-------- Dataset excerpts --------

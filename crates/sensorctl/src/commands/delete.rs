//! Delete command implementation

use anyhow::Result;

use sensorctl_orchestrator::OrchestratorHandle;

use super::follow::follow_operation;
use super::{confirm, resolve_sensor};
use crate::output::print_error;

/// Execute the delete command
pub async fn delete_command(handle: &OrchestratorHandle, sensor: &str, yes: bool) -> Result<()> {
    let sensor = resolve_sensor(&handle.snapshot(), sensor)?;

    if !confirm(&format!("About to delete sensor {}.", sensor), yes)? {
        return Ok(());
    }

    let key = match handle.delete(&sensor).await {
        Ok(key) => key,
        Err(e) => {
            print_error(&format!("Failed to delete {}: {}", sensor, e));
            return Err(e.into());
        }
    };

    follow_operation(handle, &key).await
}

--------

Task objective. Using the listing above, transcribe every entry exactly.

Your solution.
filename crates/sensorctl/src/commands/delete.rs
//! Delete command implementation

use anyhow::Result;

use sensorctl_orchestrator::OrchestratorHandle;

use super::follow::follow_operation;
use super::{confirm, resolve_sensor};
use crate::output::print_error;

/// Execute the delete command
pub async fn delete_command(handle: &OrchestratorHandle, sensor: &str, yes: bool) -> Result<()> {
    let sensor = resolve_sensor(&handle.snapshot(), sensor)?;

    if !confirm(&format!("About to delete sensor {}.", sensor), yes)? {
        return Ok(());
    }

    let key = match handle.delete(&sensor).await {
        Ok(key) => key,
        Err(e) => {
            print_error(&format!("Failed to delete {}: {}", sensor, e));
            return Err(e.into());
        }
    };

    follow_operation(handle, &key).await
}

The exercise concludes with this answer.